BGI has one of its main production bases in Wuhan, which gives it a geographical advantage in being able to supply to Wuhan and Hubei Province quickly and at large scale. The testing kits are being produced in BGI’s facility in Wuhan, where they have shipped raw materials for the kits through an emergency logistics channel approved by the government.

BGI has announced the donation of kits for 20,000 patients and pledged to work with other companies and charities to donate kits for another 100,000 tests.

There are currently two types of kits for the detection of novel coronaviruses, one is a rapid detection kit based on qRT-PCR, and the other is a detection kit based on high-throughput sequencing. The combination of qRT-PCR and metagenomics detection can detect the 2019-nCoV virus faster and more comprehensively, noted Jiang Hui, COO of MGI, the manufacturing subsidiary of BGI Group, and monitor the mutations that may occur during transmission of the novel coronavirus through thousands of hosts.

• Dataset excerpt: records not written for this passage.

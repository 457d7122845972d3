//! IR instructions
//!
//! The same tagged sum serves two forms. In a module body `If` and
//! `While` carry structured branch instructions; after CFG
//! construction the branch slots hold `Goto`s to the branch target
//! labels and each regular vertex carries exactly one instruction.

use serde::{Deserialize, Serialize};

use super::expression::{Expression, VariableReference};

/// Argument bindings of a call before the call-transformation pass:
/// `inputs` assign an actual expression to a formal input of the
/// callee instance, `outputs` copy a formal output back into a caller
/// variable.
#[derive(Debug, Clone, Default, PartialEq, Serialize, Deserialize)]
pub struct CallArguments {
    pub inputs: Vec<(String, Expression)>,
    pub outputs: Vec<(String, VariableReference)>,
}

impl CallArguments {
    pub fn is_empty(&self) -> bool {
        self.inputs.is_empty() && self.outputs.is_empty()
    }
}

/// IR instruction
#[derive(Debug, Clone, PartialEq, Serialize, Deserialize)]
pub enum Instruction {
    Assignment {
        variable: VariableReference,
        expression: Expression,
    },
    Call {
        callee: VariableReference,
        #[serde(default)]
        arguments: CallArguments,
    },
    If {
        condition: Expression,
        then_branch: Box<Instruction>,
        else_branch: Box<Instruction>,
    },
    Sequence(Vec<Instruction>),
    While {
        condition: Expression,
        body: Box<Instruction>,
    },
    Goto(u32),
    Havoc {
        variable: VariableReference,
    },
}

impl Instruction {
    pub fn assignment(variable: VariableReference, expression: Expression) -> Self {
        Instruction::Assignment {
            variable,
            expression,
        }
    }

    pub fn assign(name: impl Into<String>, expression: Expression) -> Self {
        Instruction::Assignment {
            variable: VariableReference::Variable(name.into()),
            expression,
        }
    }

    pub fn call(callee: impl Into<String>) -> Self {
        Instruction::Call {
            callee: VariableReference::Variable(callee.into()),
            arguments: CallArguments::default(),
        }
    }

    pub fn if_then_else(
        condition: Expression,
        then_branch: Vec<Instruction>,
        else_branch: Vec<Instruction>,
    ) -> Self {
        Instruction::If {
            condition,
            then_branch: Box::new(Instruction::Sequence(then_branch)),
            else_branch: Box::new(Instruction::Sequence(else_branch)),
        }
    }

    pub fn while_loop(condition: Expression, body: Vec<Instruction>) -> Self {
        Instruction::While {
            condition,
            body: Box::new(Instruction::Sequence(body)),
        }
    }

    /// Whether any expression of this instruction carries a change
    /// annotation
    pub fn contains_change(&self) -> bool {
        match self {
            Instruction::Assignment { expression, .. } => expression.contains_change(),
            Instruction::If {
                condition,
                then_branch,
                else_branch,
            } => {
                condition.contains_change()
                    || then_branch.contains_change()
                    || else_branch.contains_change()
            }
            Instruction::While { condition, body } => {
                condition.contains_change() || body.contains_change()
            }
            Instruction::Sequence(instructions) => {
                instructions.iter().any(Instruction::contains_change)
            }
            Instruction::Call { arguments, .. } => arguments
                .inputs
                .iter()
                .any(|(_, expression)| expression.contains_change()),
            Instruction::Goto(_) | Instruction::Havoc { .. } => false,
        }
    }
}

impl std::fmt::Display for Instruction {
    fn fmt(&self, f: &mut std::fmt::Formatter<'_>) -> std::fmt::Result {
        match self {
            Instruction::Assignment {
                variable,
                expression,
            } => write!(f, "{} := {}", variable, expression),
            Instruction::Call { callee, .. } => write!(f, "{}()", callee),
            Instruction::If { condition, .. } => write!(f, "if {}", condition),
            Instruction::Sequence(instructions) => {
                for (i, instruction) in instructions.iter().enumerate() {
                    if i > 0 {
                        write!(f, "; ")?;
                    }
                    write!(f, "{}", instruction)?;
                }
                Ok(())
            }
            Instruction::While { condition, .. } => write!(f, "while {}", condition),
            Instruction::Goto(label) => write!(f, "goto {}", label),
            Instruction::Havoc { variable } => write!(f, "havoc {}", variable),
        }
    }
}
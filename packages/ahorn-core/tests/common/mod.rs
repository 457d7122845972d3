//! Shared helpers for the integration tests: programmatic IR
//! projects and a small exploration harness wiring executor,
//! explorer, and merger the way the engines do.

use ahorn_core::config::Configuration;
use ahorn_core::features::flow_graph::{Builder, CfgRef};
use ahorn_core::features::lowering::CallTransformationPass;
use ahorn_core::features::smt::SmtContext;
use ahorn_core::features::symbolic_execution::{Context, Executor, Explorer, Merger};
use ahorn_core::shared::models::{
    BinaryOperator, CallArguments, DataType, Expression, Instruction, Interface, Module,
    ModuleKind, Project, Section, UnaryOperator, Variable, VariableReference,
};

pub fn build(project: &Project) -> CfgRef {
    Builder::new(project).build().expect("project builds")
}

/// S1: `x := 1; if (x > 0) y := 2 else y := 3; z := y + x`
pub fn constant_propagation_project() -> Project {
    let interface = Interface::new(vec![
        Variable::new("x", DataType::Int, Section::Local),
        Variable::new("y", DataType::Int, Section::Local),
        Variable::new("z", DataType::Int, Section::Output),
    ]);
    let body = vec![
        Instruction::assign("x", Expression::IntegerConstant(1)),
        Instruction::if_then_else(
            Expression::binary(
                BinaryOperator::GreaterThan,
                Expression::access("x"),
                Expression::IntegerConstant(0),
            ),
            vec![Instruction::assign("y", Expression::IntegerConstant(2))],
            vec![Instruction::assign("y", Expression::IntegerConstant(3))],
        ),
        Instruction::assign(
            "z",
            Expression::binary(
                BinaryOperator::Add,
                Expression::access("y"),
                Expression::access("x"),
            ),
        ),
    ];
    Project::new(vec![Module::new(ModuleKind::Program, "P", interface, body)])
}

/// S5: `if (a) y := 1 else y := 2; z := y`
pub fn merge_at_join_project() -> Project {
    let interface = Interface::new(vec![
        Variable::new("a", DataType::Bool, Section::Input),
        Variable::new("y", DataType::Int, Section::Local),
        Variable::new("z", DataType::Int, Section::Output),
    ]);
    let body = vec![
        Instruction::if_then_else(
            Expression::access("a"),
            vec![Instruction::assign("y", Expression::IntegerConstant(1))],
            vec![Instruction::assign("y", Expression::IntegerConstant(2))],
        ),
        Instruction::assign("z", Expression::access("y")),
    ];
    Project::new(vec![Module::new(ModuleKind::Program, "P", interface, body)])
}

/// S6: `havoc(x); if (x > 0) p := true else p := false`
pub fn havoc_project() -> Project {
    let interface = Interface::new(vec![
        Variable::new("x", DataType::Int, Section::Local),
        Variable::new("p", DataType::Bool, Section::Output),
    ]);
    let body = vec![
        Instruction::Havoc {
            variable: VariableReference::Variable("x".to_string()),
        },
        Instruction::if_then_else(
            Expression::binary(
                BinaryOperator::GreaterThan,
                Expression::access("x"),
                Expression::IntegerConstant(0),
            ),
            vec![Instruction::assign("p", Expression::BooleanConstant(true))],
            vec![Instruction::assign("p", Expression::BooleanConstant(false))],
        ),
    ];
    Project::new(vec![Module::new(ModuleKind::Program, "P", interface, body)])
}

/// S3: antivalent function block, `q = a and not b`
pub fn antivalent_project() -> Project {
    let fb = Module::new(
        ModuleKind::FunctionBlock,
        "Antivalent",
        Interface::new(vec![
            Variable::new("a", DataType::Bool, Section::Input),
            Variable::new("b", DataType::Bool, Section::Input),
            Variable::new("q", DataType::Bool, Section::Output),
            Variable::new("t", DataType::Time, Section::Local),
        ]),
        vec![Instruction::if_then_else(
            Expression::binary(
                BinaryOperator::And,
                Expression::access("a"),
                Expression::unary(UnaryOperator::Not, Expression::access("b")),
            ),
            vec![
                Instruction::assign("q", Expression::BooleanConstant(true)),
                Instruction::assign(
                    "t",
                    Expression::binary(
                        BinaryOperator::Add,
                        Expression::access("t"),
                        Expression::TimeConstant(100),
                    ),
                ),
            ],
            vec![
                Instruction::assign("q", Expression::BooleanConstant(false)),
                Instruction::assign("t", Expression::TimeConstant(0)),
            ],
        )],
    );
    let program = Module::new(
        ModuleKind::Program,
        "P",
        Interface::new(vec![
            Variable::new("a", DataType::Bool, Section::Input),
            Variable::new("b", DataType::Bool, Section::Input),
            Variable::new("q", DataType::Bool, Section::Output),
            Variable::new(
                "fb",
                DataType::Derived {
                    type_name: "Antivalent".to_string(),
                },
                Section::Local,
            ),
        ]),
        vec![Instruction::Call {
            callee: VariableReference::Variable("fb".to_string()),
            arguments: CallArguments {
                inputs: vec![
                    ("a".to_string(), Expression::access("a")),
                    ("b".to_string(), Expression::access("b")),
                ],
                outputs: vec![(
                    "q".to_string(),
                    VariableReference::Variable("q".to_string()),
                )],
            },
        }],
    );
    Project::new(vec![fb, program])
}

/// S4: `inc(x) = x + 1` called twice in one cycle
pub fn summary_reuse_project() -> Project {
    let inc = Module::new(
        ModuleKind::FunctionBlock,
        "Inc",
        Interface::new(vec![
            Variable::new("x", DataType::Int, Section::Input),
            Variable::new("y", DataType::Int, Section::Output),
        ]),
        vec![Instruction::assign(
            "y",
            Expression::binary(
                BinaryOperator::Add,
                Expression::access("x"),
                Expression::IntegerConstant(1),
            ),
        )],
    );
    let program = Module::new(
        ModuleKind::Program,
        "P",
        Interface::new(vec![
            Variable::new("r1", DataType::Int, Section::Output),
            Variable::new("r2", DataType::Int, Section::Output),
            Variable::new(
                "i1",
                DataType::Derived {
                    type_name: "Inc".to_string(),
                },
                Section::Local,
            ),
            Variable::new(
                "i2",
                DataType::Derived {
                    type_name: "Inc".to_string(),
                },
                Section::Local,
            ),
        ]),
        vec![
            Instruction::Call {
                callee: VariableReference::Variable("i1".to_string()),
                arguments: CallArguments {
                    inputs: vec![("x".to_string(), Expression::IntegerConstant(0))],
                    outputs: vec![(
                        "y".to_string(),
                        VariableReference::Variable("r1".to_string()),
                    )],
                },
            },
            Instruction::Call {
                callee: VariableReference::Variable("i2".to_string()),
                arguments: CallArguments {
                    inputs: vec![("x".to_string(), Expression::access("r1"))],
                    outputs: vec![(
                        "y".to_string(),
                        VariableReference::Variable("r2".to_string()),
                    )],
                },
            },
        ],
    );
    Project::new(vec![inc, program])
}

/// S2: the Kuchta et al. toy with a change annotation on the branch
pub fn kuchta_toy_project() -> Project {
    let interface = Interface::new(vec![
        Variable::new("a", DataType::Int, Section::Input),
        Variable::new("x", DataType::Int, Section::Output),
    ]);
    let condition = Expression::change(
        Expression::binary(
            BinaryOperator::LessThan,
            Expression::access("a"),
            Expression::IntegerConstant(0),
        ),
        Expression::binary(
            BinaryOperator::LessThanOrEqual,
            Expression::access("a"),
            Expression::IntegerConstant(0),
        ),
    );
    let body = vec![Instruction::if_then_else(
        condition,
        vec![Instruction::assign("x", Expression::IntegerConstant(0))],
        vec![Instruction::assign("x", Expression::IntegerConstant(1))],
    )];
    Project::new(vec![Module::new(ModuleKind::Program, "P", interface, body)])
}

/// The exploration loop of the engines, returning every context that
/// completed `cycles` cycles together with the harness state
pub struct Harness {
    pub smt: SmtContext,
    pub executor: Executor,
    pub cfg: CfgRef,
    pub finished: Vec<Context>,
}

pub fn explore(cfg: &CfgRef, config: &Configuration, cycles: u32) -> Harness {
    explore_with(cfg, config, cycles, true)
}

pub fn explore_with(cfg: &CfgRef, config: &Configuration, cycles: u32, merging: bool) -> Harness {
    let cfg = CallTransformationPass::new()
        .apply(cfg)
        .expect("call transformation applies");
    let mut smt = SmtContext::new(config.rng_seed);
    let mut executor = Executor::new(config.summarization);
    let mut explorer = Explorer::new(config.exploration_heuristic);
    explorer.initialize(&cfg, &[], &[]);
    let mut merger = Merger::new(config.merge_strategy);
    merger.initialize(&cfg);
    let initial = executor.initial_context(&mut smt, config, &cfg);
    explorer.push(initial);

    let mut finished = Vec::new();
    let mut steps = 0usize;
    loop {
        steps += 1;
        assert!(steps < 100_000, "exploration did not terminate");
        let context = match explorer.pop() {
            Some(context) => {
                if merging && merger.reached_merge_point(&context) {
                    merger.push(context);
                    continue;
                }
                context
            }
            None => match merger
                .merge(&mut smt, &mut executor)
                .expect("merge succeeds")
            {
                Some(context) => context,
                None => break,
            },
        };
        let execution = executor
            .execute(&mut smt, config, context)
            .expect("execution succeeds");
        for successor in execution.contexts {
            if successor.cycle() >= cycles {
                finished.push(successor);
            } else {
                explorer.push(successor);
            }
        }
    }
    Harness {
        smt,
        executor,
        cfg,
        finished,
    }
}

As the virus spreads, it may mutate and affect the sensitivity of qRT-PCR. The metagenomics PMseq RNA products can make up for this shortcoming and monitor possible mutations. Also, for some samples with lower virus content, when the detection level is lower than the minimum detection line of qRT-PCR products, PMseq products can effectively increase the positive rate when the host background is low.

BGI’s fast test kit is commercially available internationally, equipped with an English manual, instructional video, and online training/troubleshooting when it is needed, noted Terence Xiong, deputy director for international development. Following requests from more than 20 countries, diagnostic kits have been sent to many parts of the world.

BGI Group has called for an alliance in China to help fight the epidemic, noted Hui. A joint anti-epidemic initiative was launched on February 1. As of February 2, 131 companies had signed on and are willing to suspend their ongoing research work and business operations, providing dozens of PCR laboratories, gene amplification test laboratories, P2 laboratories, CAP certification laboratories for anti-epidemic and anti-virus work, as well as medical and research instruments, sequencers, etc. There are more than 100 research instruments, several kinds of test kits, and donations of tens of millions of yuan (millions of USD), covering 22 provinces and cities.

* The East Lake High-Tech Development Zone provided the site, BGI led the design and operation, the Second Harbor Engineering Company led the construction, and Shanghai Nori provided a large amount of laboratory equipment.